Denise Martinez never imagined that she would relate so much to a scene in a decades-old film. But that was before COVID-19 changed the roles and work of so many people.
“I’m basically like the Wizard of Oz,” she said. “I’m behind the screen.”
Martinez, the training manager for the Child Study and Treatment Center in Lakewood, had plenty on her daily to-do list before the pandemic struck. These, days, however, she also researches best practices for fighting the disease and keeping it from spreading, orders supplies and protective gear and finds any way she can to support the staff.
“Being a small facility, it’s typical to wear two hats,” Martinez said. “But with COVID, it’s typical to wear five hats and five pieces of clothing and two pairs of shoes, but you’re still one person.”
Her regular duties include heading up new employee orientation, assisting with site planning and running a training department.
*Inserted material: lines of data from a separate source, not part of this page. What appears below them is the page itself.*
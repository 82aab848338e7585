//! HTTP handlers

pub mod health;
pub mod model;
pub mod predict;

pub use health::health_check;
pub use model::model_info;
pub use predict::predict;
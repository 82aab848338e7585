//! Feature attribution models

use serde::{Deserialize, Serialize};

use super::RiskLevel;
use crate::types::Feature;

/// How a set of attributions was computed
#[derive(Debug, Clone, Copy, PartialEq, Eq, Serialize, Deserialize)]
#[serde(rename_all = "snake_case")]
pub enum AttributionMethod {
    /// Shapley-style decomposition of the model's output margin
    Additive,
    /// Coefficients of a locally weighted linear surrogate
    LocalSurrogate,
}

/// Signed contribution of one feature
#[derive(Debug, Clone, Copy, PartialEq, Serialize, Deserialize)]
pub struct FeatureAttribution {
    pub feature: Feature,
    pub value: f64,
}

/// Per-feature explanation of one prediction
///
/// For [`AttributionMethod::Additive`], `baseline + sum(attributions)` equals
/// `output_margin`. For [`AttributionMethod::LocalSurrogate`], `baseline` is the
/// surrogate's intercept and `output_margin` the model's probability for `target`.
#[derive(Debug, Clone, PartialEq, Serialize, Deserialize)]
pub struct Explanation {
    pub method: AttributionMethod,
    pub target: RiskLevel,
    pub baseline: f64,
    pub output_margin: f64,
    /// One entry per feature, in schema order
    pub attributions: Vec<FeatureAttribution>,
    /// Fraction of surrogate runs agreeing with the model's label
    #[serde(skip_serializing_if = "Option::is_none")]
    pub fidelity: Option<f64>,
    /// Weighted R² of the surrogate fit
    #[serde(skip_serializing_if = "Option::is_none")]
    pub score: Option<f64>,
    pub low_confidence: bool,
    pub seed: u64,
}

/// Smallest additivity gap ever treated as a violation
pub const ADDITIVITY_FLOOR: f64 = 1e-9;

impl Explanation {
    pub fn attribution_sum(&self) -> f64 {
        self.attributions.iter().map(|a| a.value).sum()
    }

    /// `baseline + sum(attributions) - output_margin`
    pub fn additivity_gap(&self) -> f64 {
        self.baseline + self.attribution_sum() - self.output_margin
    }

    /// Check the additive invariant within a relative tolerance
    ///
    /// Margins within rounding noise of zero are compared against [`ADDITIVITY_FLOOR`].
    pub fn is_additive_within(&self, rel_tol: f64) -> bool {
        let allowed = (rel_tol * self.output_margin.abs()).max(ADDITIVITY_FLOOR);
        self.additivity_gap().abs() <= allowed
    }

    pub fn value_of(&self, feature: Feature) -> Option<f64> {
        self.attributions
            .iter()
            .find(|a| a.feature == feature)
            .map(|a| a.value)
    }

    /// The `n` largest attributions by magnitude
    pub fn top(&self, n: usize) -> Vec<FeatureAttribution> {
        let mut ranked = rank_attributions(&self.attributions);
        ranked.truncate(n);
        ranked
    }
}

/// Order attributions by descending magnitude
///
/// Equal magnitudes keep schema order (lower feature index first), so the
/// ranking is fully deterministic.
pub fn rank_attributions(attributions: &[FeatureAttribution]) -> Vec<FeatureAttribution> {
    let mut ranked = attributions.to_vec();
    ranked.sort_by(|a, b| {
        b.value
            .abs()
            .total_cmp(&a.value.abs())
            .then(a.feature.index().cmp(&b.feature.index()))
    });
    ranked
}
//! Model metadata and global feature importance

use axum::{extract::State, Json};
use serde::Serialize;
use shared::{FeatureAttribution, RiskLevel, FEATURE_SCHEMA};

use crate::error::{AppError, AppResult};
use crate::external::EnvironmentalDataProvider;
use crate::model::{FeatureStats, ModelMetadata};
use crate::AppState;

#[derive(Serialize)]
pub struct ModelInfoResponse {
    #[serde(flatten)]
    pub metadata: ModelMetadata,
    pub feature_names: Vec<&'static str>,
    pub classes: Vec<RiskLevel>,
    pub feature_stats: FeatureStats,
    pub background_rows: usize,
    /// Mean absolute additive attribution, largest first
    pub global_importance: Vec<FeatureAttribution>,
}

pub async fn model_info<P: EnvironmentalDataProvider>(
    State(state): State<AppState<P>>,
) -> AppResult<Json<ModelInfoResponse>> {
    let engine = state.pipeline.engine().clone();
    let global_importance = tokio::task::spawn_blocking(move || engine.global_importance())
        .await
        .map_err(|e| AppError::Internal(format!("Importance worker failed: {}", e)))?
        .map_err(|e| AppError::Internal(e.to_string()))?;

    let model = state.pipeline.model();
    Ok(Json(ModelInfoResponse {
        metadata: model.metadata.clone(),
        feature_names: FEATURE_SCHEMA.names().to_vec(),
        classes: RiskLevel::ALL.to_vec(),
        feature_stats: model.feature_stats.clone(),
        background_rows: model.background.len(),
        global_importance,
    }))
}
//! Patient risk factor models

use serde::{Deserialize, Serialize};

use crate::validation::{validate_min_i32, validate_unit_interval, ValidationError};

/// Patient-specific risk factors supplied with each prediction request
#[derive(Debug, Clone, Copy, Serialize, Deserialize, PartialEq)]
pub struct PatientProfile {
    /// Years, must be positive
    pub age: i32,
    /// Number of past severe attacks, non-negative
    pub history_severe_attacks: i32,
    /// Fraction of prescribed doses taken, 0.0 to 1.0 inclusive
    pub medication_adherence: f64,
}

impl PatientProfile {
    pub fn new(age: i32, history_severe_attacks: i32, medication_adherence: f64) -> Self {
        Self {
            age,
            history_severe_attacks,
            medication_adherence,
        }
    }

    /// Validate the ranges the model was trained on
    pub fn validate(&self) -> Result<(), ValidationError> {
        validate_min_i32("patient_age", self.age, 1)?;
        validate_min_i32("patient_history_severe_attacks", self.history_severe_attacks, 0)?;
        validate_unit_interval("medication_adherence", self.medication_adherence)?;
        Ok(())
    }

    /// Adherence as a whole percentage for display
    pub fn adherence_percent(&self) -> f64 {
        (self.medication_adherence * 100.0).round()
    }
}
With normal operations askew due to the coronavirus, Martinez has also set up employee screening areas, been a safety officer, and filled in when staffers go on breaks.
“I just feel like it’s contributing to the overall,” she said. “Whatever I do, I do it with the frontline staff in mind at all times. It’s my way of doing anything and everything I can to help them. It makes it matter.”
Her research skills, attention to detail and willingness to help have made Martinez the backbone of the facility, CSTC Director of Nursing Services Erik Logan said.
“One of Denise’s best qualities is her focus on the details,” Logan said. “You wouldn’t know it, but she is in the background silently making CSTC a safer environment for our staff and patients.”
That level of attention and preparation have been integral in keeping the facility largely infection free.
“Knowing that we had a pandemic plan in place we feel good that we were able to produce certain things,” Martinez said. “We already have systems in place, so if it happens again we won’t be starting from scratch.
“We definitely have a strong foundation and it’s been proactive as opposed to reactive.”
Martinez joined the Behavioral Health Administration in 2004 and spent 12 years working with patients before moving into her administrative role in 2019. That move has changed how she interacts with the children CSTC serves, but she gets a lot of satisfaction from helping the facility as a whole.
“I really miss (working with patients),” Martinez said. “But in that role I was working with just one unit. In this role I am impacting every unit.”